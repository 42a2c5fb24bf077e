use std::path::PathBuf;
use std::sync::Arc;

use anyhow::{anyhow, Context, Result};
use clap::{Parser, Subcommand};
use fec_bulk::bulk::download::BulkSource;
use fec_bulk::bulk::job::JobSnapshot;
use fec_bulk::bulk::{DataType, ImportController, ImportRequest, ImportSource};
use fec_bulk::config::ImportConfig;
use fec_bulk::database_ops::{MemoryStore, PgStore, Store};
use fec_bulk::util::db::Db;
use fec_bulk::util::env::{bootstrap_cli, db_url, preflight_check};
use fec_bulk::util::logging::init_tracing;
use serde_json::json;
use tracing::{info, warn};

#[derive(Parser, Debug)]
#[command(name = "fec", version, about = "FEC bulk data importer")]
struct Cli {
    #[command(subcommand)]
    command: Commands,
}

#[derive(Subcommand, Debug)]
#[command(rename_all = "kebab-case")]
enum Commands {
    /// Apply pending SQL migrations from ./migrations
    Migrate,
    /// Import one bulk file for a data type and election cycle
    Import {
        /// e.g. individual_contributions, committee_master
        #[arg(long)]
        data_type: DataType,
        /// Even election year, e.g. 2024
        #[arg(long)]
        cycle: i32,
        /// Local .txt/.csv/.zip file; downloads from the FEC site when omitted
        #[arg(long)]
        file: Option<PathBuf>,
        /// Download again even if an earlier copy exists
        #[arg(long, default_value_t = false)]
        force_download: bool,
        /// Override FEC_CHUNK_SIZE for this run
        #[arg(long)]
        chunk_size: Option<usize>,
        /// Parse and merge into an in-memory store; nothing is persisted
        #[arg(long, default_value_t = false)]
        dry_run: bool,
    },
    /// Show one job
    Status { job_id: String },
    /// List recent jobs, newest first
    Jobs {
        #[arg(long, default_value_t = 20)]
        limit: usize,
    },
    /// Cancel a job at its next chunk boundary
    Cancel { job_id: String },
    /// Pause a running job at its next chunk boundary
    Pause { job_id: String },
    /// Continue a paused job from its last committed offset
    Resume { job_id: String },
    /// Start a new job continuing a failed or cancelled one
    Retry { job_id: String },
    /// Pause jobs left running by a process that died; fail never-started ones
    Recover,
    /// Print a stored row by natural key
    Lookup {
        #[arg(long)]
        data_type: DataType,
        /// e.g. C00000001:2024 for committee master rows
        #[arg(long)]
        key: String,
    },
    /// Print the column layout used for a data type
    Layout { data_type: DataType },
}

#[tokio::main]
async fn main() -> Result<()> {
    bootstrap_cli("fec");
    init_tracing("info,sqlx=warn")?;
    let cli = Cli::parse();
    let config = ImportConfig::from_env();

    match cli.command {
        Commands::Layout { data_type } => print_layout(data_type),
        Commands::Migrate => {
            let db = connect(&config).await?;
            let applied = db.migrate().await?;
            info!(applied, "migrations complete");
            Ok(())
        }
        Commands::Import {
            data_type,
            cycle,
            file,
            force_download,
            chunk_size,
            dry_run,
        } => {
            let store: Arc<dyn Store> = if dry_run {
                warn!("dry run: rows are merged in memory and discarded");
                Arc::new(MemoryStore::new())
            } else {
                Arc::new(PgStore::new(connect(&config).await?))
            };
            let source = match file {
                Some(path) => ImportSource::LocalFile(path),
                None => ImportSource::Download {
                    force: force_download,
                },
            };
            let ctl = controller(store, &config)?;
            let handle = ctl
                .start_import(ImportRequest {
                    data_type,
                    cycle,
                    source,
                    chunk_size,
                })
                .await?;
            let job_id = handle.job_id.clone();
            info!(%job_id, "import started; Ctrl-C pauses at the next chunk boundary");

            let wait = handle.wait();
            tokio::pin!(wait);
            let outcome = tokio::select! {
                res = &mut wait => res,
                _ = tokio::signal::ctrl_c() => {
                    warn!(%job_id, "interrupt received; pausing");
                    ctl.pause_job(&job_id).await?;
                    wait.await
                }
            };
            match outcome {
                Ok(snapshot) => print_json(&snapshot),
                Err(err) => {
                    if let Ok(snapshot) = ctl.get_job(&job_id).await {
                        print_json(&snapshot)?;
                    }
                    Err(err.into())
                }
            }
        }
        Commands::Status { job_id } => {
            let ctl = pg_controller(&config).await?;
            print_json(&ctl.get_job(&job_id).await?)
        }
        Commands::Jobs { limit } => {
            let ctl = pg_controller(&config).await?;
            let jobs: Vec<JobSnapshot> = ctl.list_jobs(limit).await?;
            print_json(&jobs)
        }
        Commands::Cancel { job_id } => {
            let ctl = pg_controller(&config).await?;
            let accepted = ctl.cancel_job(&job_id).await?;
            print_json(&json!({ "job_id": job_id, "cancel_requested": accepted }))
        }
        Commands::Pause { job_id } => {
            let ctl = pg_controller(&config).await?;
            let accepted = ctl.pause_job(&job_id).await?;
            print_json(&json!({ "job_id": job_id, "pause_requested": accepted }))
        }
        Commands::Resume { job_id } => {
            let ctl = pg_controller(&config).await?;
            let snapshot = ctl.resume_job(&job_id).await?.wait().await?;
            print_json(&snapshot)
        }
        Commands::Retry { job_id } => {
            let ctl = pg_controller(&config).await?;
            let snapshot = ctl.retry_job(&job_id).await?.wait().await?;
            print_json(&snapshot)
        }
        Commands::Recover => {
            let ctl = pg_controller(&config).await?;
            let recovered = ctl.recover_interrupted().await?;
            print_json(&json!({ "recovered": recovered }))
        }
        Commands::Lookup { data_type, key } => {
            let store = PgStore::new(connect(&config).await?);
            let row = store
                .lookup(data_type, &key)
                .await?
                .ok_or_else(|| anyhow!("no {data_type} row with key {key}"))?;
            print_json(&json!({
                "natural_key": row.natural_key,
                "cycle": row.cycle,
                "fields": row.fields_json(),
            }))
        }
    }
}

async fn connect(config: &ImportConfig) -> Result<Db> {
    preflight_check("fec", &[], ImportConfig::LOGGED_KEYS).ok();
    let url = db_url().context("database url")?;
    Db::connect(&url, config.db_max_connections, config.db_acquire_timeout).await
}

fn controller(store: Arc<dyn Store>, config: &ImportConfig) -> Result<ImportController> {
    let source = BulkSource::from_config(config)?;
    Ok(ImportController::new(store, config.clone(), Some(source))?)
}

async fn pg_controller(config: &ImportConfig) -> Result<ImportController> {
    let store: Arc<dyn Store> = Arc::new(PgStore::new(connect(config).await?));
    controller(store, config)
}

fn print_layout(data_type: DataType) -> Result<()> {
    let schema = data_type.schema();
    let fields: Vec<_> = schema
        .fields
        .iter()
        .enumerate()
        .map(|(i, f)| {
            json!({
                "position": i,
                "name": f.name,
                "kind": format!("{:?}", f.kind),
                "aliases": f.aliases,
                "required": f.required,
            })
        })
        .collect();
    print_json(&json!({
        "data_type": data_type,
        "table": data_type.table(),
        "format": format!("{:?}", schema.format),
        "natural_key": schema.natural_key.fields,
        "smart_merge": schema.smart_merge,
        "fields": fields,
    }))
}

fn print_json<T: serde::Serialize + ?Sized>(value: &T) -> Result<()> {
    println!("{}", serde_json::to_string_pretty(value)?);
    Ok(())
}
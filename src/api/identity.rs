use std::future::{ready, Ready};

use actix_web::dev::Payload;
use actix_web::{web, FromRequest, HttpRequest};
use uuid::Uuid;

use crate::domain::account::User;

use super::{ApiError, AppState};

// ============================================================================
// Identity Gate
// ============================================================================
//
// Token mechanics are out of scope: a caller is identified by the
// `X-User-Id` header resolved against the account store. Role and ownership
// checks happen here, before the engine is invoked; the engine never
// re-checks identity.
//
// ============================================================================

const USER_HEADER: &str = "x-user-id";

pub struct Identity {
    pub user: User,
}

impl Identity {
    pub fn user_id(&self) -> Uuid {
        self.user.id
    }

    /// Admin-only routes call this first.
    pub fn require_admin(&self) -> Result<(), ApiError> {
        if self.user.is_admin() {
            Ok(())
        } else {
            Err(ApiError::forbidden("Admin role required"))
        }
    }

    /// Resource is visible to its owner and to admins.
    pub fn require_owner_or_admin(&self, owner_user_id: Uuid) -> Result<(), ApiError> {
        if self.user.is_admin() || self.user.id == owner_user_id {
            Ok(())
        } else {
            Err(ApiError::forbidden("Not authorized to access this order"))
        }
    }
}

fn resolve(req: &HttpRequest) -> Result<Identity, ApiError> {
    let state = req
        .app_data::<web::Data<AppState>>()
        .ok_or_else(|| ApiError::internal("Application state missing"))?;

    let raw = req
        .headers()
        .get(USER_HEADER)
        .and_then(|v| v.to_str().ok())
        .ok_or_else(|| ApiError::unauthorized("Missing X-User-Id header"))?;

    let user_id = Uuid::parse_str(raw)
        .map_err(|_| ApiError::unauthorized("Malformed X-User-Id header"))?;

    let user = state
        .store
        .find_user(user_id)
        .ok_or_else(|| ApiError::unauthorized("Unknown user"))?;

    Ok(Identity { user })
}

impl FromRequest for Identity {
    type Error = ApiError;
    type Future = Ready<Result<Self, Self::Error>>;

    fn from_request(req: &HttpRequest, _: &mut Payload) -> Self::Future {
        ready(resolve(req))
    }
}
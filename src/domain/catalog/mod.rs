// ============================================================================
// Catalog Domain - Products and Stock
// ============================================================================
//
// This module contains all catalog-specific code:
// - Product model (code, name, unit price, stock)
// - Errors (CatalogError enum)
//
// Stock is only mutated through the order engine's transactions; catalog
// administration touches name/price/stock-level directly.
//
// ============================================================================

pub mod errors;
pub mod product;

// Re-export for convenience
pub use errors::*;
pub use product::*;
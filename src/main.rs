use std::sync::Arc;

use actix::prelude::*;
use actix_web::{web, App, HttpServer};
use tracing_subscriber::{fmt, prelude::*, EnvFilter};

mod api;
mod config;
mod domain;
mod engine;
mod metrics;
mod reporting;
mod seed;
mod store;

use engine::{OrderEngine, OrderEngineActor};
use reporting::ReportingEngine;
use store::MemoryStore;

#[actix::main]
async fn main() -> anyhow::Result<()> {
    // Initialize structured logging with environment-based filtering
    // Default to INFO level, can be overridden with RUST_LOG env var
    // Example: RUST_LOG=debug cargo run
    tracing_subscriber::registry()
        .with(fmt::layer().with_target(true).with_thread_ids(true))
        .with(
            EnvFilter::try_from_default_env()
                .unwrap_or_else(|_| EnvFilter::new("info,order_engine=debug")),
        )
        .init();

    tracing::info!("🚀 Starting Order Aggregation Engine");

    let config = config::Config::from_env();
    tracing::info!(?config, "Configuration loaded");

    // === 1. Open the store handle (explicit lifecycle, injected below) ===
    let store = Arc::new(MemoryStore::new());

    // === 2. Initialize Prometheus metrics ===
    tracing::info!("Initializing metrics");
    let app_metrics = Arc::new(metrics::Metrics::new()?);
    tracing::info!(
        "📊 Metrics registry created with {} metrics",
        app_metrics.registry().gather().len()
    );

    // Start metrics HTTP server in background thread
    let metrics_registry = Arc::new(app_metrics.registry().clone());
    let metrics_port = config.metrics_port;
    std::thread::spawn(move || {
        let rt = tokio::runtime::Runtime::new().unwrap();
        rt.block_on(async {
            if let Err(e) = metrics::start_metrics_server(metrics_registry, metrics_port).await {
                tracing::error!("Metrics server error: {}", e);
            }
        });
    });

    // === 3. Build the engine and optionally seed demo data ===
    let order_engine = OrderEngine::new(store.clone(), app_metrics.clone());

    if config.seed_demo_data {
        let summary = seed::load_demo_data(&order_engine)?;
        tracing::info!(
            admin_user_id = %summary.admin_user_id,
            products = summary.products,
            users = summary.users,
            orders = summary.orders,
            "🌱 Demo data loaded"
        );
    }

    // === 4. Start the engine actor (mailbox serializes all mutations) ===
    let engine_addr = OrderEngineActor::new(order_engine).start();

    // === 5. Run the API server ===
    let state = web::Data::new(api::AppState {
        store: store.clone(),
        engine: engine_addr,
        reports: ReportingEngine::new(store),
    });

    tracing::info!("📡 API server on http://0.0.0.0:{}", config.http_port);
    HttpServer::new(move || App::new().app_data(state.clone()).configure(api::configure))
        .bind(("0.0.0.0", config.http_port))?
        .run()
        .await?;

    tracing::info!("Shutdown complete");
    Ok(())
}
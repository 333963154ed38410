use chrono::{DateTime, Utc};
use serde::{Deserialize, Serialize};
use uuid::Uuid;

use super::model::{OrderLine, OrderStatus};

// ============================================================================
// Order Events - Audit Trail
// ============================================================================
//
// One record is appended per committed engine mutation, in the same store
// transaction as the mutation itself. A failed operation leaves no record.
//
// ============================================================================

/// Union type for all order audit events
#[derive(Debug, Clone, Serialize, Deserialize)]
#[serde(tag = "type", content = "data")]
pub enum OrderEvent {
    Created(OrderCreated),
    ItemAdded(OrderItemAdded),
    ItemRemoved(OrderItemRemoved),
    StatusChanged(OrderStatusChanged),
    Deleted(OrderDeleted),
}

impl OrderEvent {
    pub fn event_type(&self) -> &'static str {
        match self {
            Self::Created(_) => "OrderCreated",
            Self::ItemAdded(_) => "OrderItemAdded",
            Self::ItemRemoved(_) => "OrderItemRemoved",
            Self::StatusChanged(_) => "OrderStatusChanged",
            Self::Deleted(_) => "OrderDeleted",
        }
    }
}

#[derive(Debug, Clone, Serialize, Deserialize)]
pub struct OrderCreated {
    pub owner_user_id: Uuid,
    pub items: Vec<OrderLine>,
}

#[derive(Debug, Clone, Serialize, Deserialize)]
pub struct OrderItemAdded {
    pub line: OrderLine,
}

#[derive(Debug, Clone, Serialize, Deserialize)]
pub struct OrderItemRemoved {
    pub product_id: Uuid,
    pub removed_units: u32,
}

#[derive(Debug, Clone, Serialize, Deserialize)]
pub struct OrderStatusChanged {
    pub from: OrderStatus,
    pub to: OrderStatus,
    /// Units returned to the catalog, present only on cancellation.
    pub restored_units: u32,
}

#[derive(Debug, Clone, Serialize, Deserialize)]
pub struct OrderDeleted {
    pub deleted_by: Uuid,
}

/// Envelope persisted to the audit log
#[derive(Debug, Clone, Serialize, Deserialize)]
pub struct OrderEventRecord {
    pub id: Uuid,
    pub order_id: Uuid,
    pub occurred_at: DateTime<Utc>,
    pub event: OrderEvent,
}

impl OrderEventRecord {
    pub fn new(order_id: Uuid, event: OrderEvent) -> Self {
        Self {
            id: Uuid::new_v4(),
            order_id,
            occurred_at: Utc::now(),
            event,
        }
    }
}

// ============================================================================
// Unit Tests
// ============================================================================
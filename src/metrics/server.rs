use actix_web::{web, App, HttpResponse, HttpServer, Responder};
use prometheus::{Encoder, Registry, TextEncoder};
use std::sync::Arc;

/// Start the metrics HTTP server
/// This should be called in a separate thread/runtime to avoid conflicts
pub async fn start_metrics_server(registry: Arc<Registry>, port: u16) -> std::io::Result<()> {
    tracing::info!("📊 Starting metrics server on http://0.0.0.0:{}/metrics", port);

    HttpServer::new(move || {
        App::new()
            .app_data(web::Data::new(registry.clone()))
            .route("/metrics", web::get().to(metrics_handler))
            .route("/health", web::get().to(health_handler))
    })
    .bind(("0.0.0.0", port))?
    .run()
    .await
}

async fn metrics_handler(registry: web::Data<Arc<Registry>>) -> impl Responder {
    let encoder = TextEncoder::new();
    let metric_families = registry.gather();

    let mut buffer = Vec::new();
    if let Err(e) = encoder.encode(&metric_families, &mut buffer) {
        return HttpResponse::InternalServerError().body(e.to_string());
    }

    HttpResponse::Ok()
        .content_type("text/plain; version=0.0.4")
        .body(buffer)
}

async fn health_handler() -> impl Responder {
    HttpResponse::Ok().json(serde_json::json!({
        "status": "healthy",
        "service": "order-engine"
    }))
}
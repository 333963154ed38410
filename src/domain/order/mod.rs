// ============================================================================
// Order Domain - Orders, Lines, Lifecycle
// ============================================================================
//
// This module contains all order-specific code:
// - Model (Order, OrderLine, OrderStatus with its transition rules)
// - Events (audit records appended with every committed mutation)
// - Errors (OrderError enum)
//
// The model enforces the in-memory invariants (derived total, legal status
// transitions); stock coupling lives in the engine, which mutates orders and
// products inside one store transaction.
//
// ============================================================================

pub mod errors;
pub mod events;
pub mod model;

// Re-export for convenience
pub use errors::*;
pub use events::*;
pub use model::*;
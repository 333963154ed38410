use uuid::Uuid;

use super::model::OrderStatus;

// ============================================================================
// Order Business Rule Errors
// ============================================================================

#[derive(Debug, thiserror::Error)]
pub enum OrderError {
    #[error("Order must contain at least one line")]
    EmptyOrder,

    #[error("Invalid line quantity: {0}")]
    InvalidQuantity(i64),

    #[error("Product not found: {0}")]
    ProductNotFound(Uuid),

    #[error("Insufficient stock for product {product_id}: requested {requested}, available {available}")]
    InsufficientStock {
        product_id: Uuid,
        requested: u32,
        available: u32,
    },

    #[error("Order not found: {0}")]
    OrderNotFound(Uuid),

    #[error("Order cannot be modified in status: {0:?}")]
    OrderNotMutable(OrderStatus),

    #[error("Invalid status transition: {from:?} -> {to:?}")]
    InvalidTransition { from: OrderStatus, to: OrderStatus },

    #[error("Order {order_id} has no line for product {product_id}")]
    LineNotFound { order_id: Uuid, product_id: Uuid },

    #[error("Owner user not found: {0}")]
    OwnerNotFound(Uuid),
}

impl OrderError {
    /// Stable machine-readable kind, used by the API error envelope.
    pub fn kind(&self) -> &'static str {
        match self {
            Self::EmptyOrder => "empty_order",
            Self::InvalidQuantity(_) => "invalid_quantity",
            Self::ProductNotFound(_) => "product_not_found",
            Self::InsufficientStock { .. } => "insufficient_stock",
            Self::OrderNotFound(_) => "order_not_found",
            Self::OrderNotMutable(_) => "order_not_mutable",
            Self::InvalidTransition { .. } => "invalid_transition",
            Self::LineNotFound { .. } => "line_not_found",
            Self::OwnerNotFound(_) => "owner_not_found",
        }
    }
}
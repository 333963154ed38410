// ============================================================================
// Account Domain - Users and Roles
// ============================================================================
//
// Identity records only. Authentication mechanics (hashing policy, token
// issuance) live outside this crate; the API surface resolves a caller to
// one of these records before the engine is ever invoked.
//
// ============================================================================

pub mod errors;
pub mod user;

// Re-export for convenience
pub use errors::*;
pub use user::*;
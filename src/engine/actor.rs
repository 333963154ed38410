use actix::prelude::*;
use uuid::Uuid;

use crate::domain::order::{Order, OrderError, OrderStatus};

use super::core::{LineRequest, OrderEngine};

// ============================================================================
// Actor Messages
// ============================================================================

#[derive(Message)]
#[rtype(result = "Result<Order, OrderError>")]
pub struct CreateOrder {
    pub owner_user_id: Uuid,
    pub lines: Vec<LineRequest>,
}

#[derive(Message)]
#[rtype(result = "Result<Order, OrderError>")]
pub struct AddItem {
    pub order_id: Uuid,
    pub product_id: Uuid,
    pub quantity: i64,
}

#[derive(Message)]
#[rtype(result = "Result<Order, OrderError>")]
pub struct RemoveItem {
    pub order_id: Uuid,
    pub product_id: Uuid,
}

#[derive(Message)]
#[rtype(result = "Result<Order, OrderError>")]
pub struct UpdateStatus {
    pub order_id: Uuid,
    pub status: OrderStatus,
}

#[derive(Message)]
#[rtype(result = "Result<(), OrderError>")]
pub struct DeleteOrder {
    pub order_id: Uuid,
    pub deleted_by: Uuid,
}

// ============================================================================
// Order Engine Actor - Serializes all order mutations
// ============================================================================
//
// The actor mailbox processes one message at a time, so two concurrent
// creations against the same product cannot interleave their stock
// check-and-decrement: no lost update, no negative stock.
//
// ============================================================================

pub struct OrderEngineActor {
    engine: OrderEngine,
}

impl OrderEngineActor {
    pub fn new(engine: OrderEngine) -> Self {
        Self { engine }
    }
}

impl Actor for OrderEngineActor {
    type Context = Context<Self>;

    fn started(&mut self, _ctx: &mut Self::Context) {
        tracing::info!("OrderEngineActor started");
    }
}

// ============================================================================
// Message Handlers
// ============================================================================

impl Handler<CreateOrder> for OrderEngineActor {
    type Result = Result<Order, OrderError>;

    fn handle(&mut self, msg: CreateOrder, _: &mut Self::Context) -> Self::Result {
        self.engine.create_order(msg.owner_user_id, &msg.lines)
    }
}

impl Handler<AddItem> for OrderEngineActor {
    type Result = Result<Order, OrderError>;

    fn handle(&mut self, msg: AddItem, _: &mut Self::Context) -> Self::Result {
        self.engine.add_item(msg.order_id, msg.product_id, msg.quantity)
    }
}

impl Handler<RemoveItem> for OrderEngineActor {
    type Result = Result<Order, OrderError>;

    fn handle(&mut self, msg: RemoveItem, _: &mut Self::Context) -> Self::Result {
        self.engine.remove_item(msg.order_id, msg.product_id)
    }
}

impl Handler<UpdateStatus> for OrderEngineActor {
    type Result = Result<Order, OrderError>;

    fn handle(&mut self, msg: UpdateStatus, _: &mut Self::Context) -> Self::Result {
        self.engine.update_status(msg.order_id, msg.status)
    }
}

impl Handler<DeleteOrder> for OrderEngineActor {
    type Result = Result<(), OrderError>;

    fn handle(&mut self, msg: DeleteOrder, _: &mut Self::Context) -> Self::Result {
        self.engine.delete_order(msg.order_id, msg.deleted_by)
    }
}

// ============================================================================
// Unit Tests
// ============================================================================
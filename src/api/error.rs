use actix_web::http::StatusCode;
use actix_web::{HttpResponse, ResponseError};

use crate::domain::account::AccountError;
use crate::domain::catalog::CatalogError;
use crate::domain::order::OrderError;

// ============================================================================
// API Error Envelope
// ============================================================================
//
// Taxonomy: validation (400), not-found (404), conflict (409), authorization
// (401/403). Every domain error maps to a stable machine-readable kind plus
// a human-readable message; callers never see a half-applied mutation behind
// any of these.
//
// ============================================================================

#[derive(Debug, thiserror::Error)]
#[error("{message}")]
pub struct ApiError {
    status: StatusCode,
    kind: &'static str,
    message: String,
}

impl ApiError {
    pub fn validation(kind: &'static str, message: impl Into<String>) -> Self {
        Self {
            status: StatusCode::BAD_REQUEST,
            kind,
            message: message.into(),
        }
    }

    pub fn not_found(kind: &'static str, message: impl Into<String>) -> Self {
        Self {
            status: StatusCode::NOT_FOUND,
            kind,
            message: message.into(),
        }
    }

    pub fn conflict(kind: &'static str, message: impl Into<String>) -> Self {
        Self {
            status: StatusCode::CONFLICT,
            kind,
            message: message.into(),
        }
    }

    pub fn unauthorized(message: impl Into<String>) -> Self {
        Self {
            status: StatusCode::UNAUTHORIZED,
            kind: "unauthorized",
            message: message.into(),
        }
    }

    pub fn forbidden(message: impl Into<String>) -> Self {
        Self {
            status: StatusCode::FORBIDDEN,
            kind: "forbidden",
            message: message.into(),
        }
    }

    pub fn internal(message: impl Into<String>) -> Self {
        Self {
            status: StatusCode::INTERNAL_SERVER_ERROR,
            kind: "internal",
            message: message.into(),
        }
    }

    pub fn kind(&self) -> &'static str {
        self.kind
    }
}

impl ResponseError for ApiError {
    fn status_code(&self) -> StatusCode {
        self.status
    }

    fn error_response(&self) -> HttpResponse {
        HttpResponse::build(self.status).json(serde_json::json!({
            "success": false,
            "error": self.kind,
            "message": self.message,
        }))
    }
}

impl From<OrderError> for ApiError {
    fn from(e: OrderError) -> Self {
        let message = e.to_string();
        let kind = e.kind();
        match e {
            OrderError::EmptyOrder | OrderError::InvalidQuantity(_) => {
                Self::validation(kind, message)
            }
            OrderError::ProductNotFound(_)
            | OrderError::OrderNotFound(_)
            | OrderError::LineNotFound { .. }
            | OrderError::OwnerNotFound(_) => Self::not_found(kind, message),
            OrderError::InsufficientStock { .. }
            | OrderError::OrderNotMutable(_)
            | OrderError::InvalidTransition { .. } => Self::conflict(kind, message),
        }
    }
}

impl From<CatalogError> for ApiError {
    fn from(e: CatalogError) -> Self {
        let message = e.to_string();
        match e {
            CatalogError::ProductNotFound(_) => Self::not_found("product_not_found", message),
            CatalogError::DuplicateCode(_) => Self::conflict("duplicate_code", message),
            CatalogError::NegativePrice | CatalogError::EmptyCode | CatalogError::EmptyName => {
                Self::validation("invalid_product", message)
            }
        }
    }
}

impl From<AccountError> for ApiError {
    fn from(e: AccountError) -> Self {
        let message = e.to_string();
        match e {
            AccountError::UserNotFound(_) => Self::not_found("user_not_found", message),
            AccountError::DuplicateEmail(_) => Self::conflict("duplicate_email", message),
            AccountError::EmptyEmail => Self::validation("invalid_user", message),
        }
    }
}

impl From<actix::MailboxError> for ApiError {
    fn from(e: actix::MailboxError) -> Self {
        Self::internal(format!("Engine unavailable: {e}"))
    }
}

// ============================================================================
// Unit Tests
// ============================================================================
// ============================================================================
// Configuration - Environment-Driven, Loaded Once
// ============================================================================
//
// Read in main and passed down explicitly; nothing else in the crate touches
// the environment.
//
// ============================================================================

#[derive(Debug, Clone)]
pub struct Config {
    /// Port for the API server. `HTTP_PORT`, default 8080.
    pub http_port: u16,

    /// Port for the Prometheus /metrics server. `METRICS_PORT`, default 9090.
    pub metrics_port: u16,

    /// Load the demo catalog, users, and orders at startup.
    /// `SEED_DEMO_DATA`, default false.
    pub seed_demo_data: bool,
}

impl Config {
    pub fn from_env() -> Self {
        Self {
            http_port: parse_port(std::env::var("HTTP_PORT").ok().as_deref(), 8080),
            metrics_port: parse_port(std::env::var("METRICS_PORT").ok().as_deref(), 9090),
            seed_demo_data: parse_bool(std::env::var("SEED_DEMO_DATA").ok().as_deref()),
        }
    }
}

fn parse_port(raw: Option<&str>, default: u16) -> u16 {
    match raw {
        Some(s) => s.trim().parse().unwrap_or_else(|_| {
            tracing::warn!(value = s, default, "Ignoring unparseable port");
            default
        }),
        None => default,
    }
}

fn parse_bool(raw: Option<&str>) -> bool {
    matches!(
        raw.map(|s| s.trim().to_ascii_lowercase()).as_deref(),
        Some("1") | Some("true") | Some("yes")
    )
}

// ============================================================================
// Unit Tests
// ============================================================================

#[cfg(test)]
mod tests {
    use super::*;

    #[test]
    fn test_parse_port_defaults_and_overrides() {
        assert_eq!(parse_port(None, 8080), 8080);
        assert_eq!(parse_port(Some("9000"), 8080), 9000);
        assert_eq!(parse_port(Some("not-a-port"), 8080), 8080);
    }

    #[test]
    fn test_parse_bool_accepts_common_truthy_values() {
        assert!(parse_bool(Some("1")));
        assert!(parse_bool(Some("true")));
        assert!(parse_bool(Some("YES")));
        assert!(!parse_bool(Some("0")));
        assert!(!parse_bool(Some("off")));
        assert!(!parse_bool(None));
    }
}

=======

Within the listing above, the lines holding "ResponseError" should be counted. Give only the number.

2